FactoryのOTELサポートは、既存の可観測性ツールとの統合を念頭に設計されています。 高レベルでは、テレメトリには以下が含まれます:
  • リソース属性 – 環境、サービス、組織、チーム、ユーザーを記述
  • メトリクス – セッション、LLM使用、ツール、エラーのカウンターとヒストグラム
  • トレースとスパン – セッションと自動実行のライフサイクルを記述
  • ログ – 重要なアクションとエラーの構造化イベント
以下を行うOTELコレクターを展開できます:
  • DroidからOTLPデータを受信
  • 独自のポリシーに基づいて属性を豊富化または編集
  • テレメトリを複数の宛先に転送(例:Prometheus + Loki、Datadog、Splunk、またはS3)
このアーキテクチャにより、Factoryのクラウド管理機能を使用している場合でも、テレメトリの所有権はお客様の手にしっかりと保持されます。 独自のOTLPコレクターへのデュアルエクスポートの段階的な設定については、Telemetry Export (OTEL)をご参照ください。 コストと生産性分析に有用なメトリクスとトレースの詳細については、Usage, Cost & Productivity Analyticsをご参照ください。

規制および業界のユースケース

Factoryは、厳格な規制体制下で運営される組織をサポートするよう設計されています。
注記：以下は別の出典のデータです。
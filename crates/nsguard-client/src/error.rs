// Error types for the portal client

use nsguard_common::GuardError;

/// Errors that can occur while talking to the portal
#[derive(Debug, thiserror::Error)]
pub enum PortalError {
    #[error("Request failed with status {status}: {message}")]
    RequestFailed {
        status: u16,
        message: String,
        detail: Option<String>,
    },

    #[error("All servers failed")]
    AllServersFailed,

    #[error("Invalid portal url: {0}")]
    InvalidUrl(#[from] url::ParseError),

    #[error("Portal address cannot carry a path: {0}")]
    CannotBeABase(String),

    #[error("HTTP error: {0}")]
    Http(#[from] reqwest::Error),

    #[error("Serialization error: {0}")]
    Serialization(#[from] serde_json::Error),

    #[error("{0}")]
    Other(#[from] anyhow::Error),
}

impl PortalError {
    /// Convert into the failure of a delete call, keeping the portal's message
    pub fn into_deletion_failure(self) -> GuardError {
        match self {
            PortalError::RequestFailed {
                message, detail, ..
            } => GuardError::DeletionRequestFailed { message, detail },
            other => GuardError::DeletionRequestFailed {
                message: other.to_string(),
                detail: None,
            },
        }
    }
}

impl From<PortalError> for GuardError {
    fn from(value: PortalError) -> Self {
        GuardError::Provider(value.to_string())
    }
}

#[cfg(test)]
mod tests {
    use super::*;

    #[test]
    fn test_error_display() {
        let err = PortalError::RequestFailed {
            status: 403,
            message: "forbidden".to_string(),
            detail: None,
        };
        assert_eq!(err.to_string(), "Request failed with status 403: forbidden");
        assert_eq!(PortalError::AllServersFailed.to_string(), "All servers failed");
    }

    #[test]
    fn test_into_guard_error() {
        let err: GuardError = PortalError::AllServersFailed.into();
        assert_eq!(err, GuardError::Provider("All servers failed".to_string()));
    }

    #[test]
    fn test_into_deletion_failure() {
        let err = PortalError::RequestFailed {
            status: 400,
            message: "namespace has items".to_string(),
            detail: Some("IllegalStateException".to_string()),
        }
        .into_deletion_failure();
        assert_eq!(
            err,
            GuardError::DeletionRequestFailed {
                message: "namespace has items".to_string(),
                detail: Some("IllegalStateException".to_string()),
            }
        );
    }
}
//! Shutdown handling
//!
//! Stops the guard's request loop when the session ends or the operator
//! interrupts it.

use tokio::sync::broadcast;
use tracing::{info, warn};

/// Shutdown signal sender and receiver
#[derive(Clone)]
pub struct ShutdownSignal {
    sender: broadcast::Sender<()>,
}

impl ShutdownSignal {
    pub fn new() -> Self {
        let (sender, _) = broadcast::channel(1);
        Self { sender }
    }

    /// Get a receiver for shutdown notifications
    pub fn subscribe(&self) -> broadcast::Receiver<()> {
        self.sender.subscribe()
    }

    /// Trigger shutdown
    pub fn shutdown(&self) {
        let _ = self.sender.send(());
    }
}

impl Default for ShutdownSignal {
    fn default() -> Self {
        Self::new()
    }
}

/// Wait for Ctrl+C or SIGTERM
pub async fn wait_for_signal() {
    let ctrl_c = async {
        if let Err(e) = tokio::signal::ctrl_c().await {
            warn!("Failed to install Ctrl+C handler: {}", e);
            std::future::pending::<()>().await;
        }
    };

    #[cfg(unix)]
    let terminate = async {
        match tokio::signal::unix::signal(tokio::signal::unix::SignalKind::terminate()) {
            Ok(mut signal) => {
                signal.recv().await;
            }
            Err(e) => {
                warn!("Failed to install SIGTERM handler: {}", e);
                std::future::pending::<()>().await;
            }
        }
    };

    #[cfg(not(unix))]
    let terminate = std::future::pending::<()>();

    tokio::select! {
        _ = ctrl_c => info!("Received Ctrl+C, abandoning deletion"),
        _ = terminate => info!("Received SIGTERM, abandoning deletion"),
    }
}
実装の詳細は異なりますが、一般的なパターンには以下があります:
  • Use hybrid or airgapped deployments for systems subject to strict data residency and record‑keeping requirements.
  • Route all LLM traffic through gateways that implement your bank’s data policies.
  • Use OTEL telemetry and hooks to ensure Droid activity is visible in your SIEM and aligned with your control framework.
  • Deploy Droid in environments that never expose protected health information to external LLMs.
  • Use model allowlists that include only providers and gateways that meet your PHI handling requirements.
  • Use Droid Shield and DLP hooks to prevent PHI from being included in prompts or logs.
  • Rely on fully airgapped deployments with on‑prem models and collectors.
  • Treat Droid as an internal tool whose artifacts and logs never leave your network.
  • Use OTEL and hooks to integrate with mission‑specific monitoring and incident response tooling.

コンプライアンスチーム向けの展開と設定

Droidをコンプライアンスおよび監視スタックに統合するには:
  1. 展開パターンの決定 – クラウド管理、ハイブリッド、または完全エアギャップ
  2. モデルとゲートウェイポリシーの定義 – どのプロバイダーとゲートウェイが許可されるか、どこで使用されるか
  3. OTELコレクターと宛先の設定 – すべてのDroidテレメトリがSIEMと可観測性ツールに流れることを確保
  4. フックとDroid Shieldの設定 – DLP、承認ワークフロー、環境固有の制御を実施
  5. ポリシーとマッピングの文書化 – Droid制御を内部制御フレームワークおよび規制義務に接続
この設定の大部分は、Hierarchical Settings & Org Controlで説明されている階層設定システムを通じて表現されます。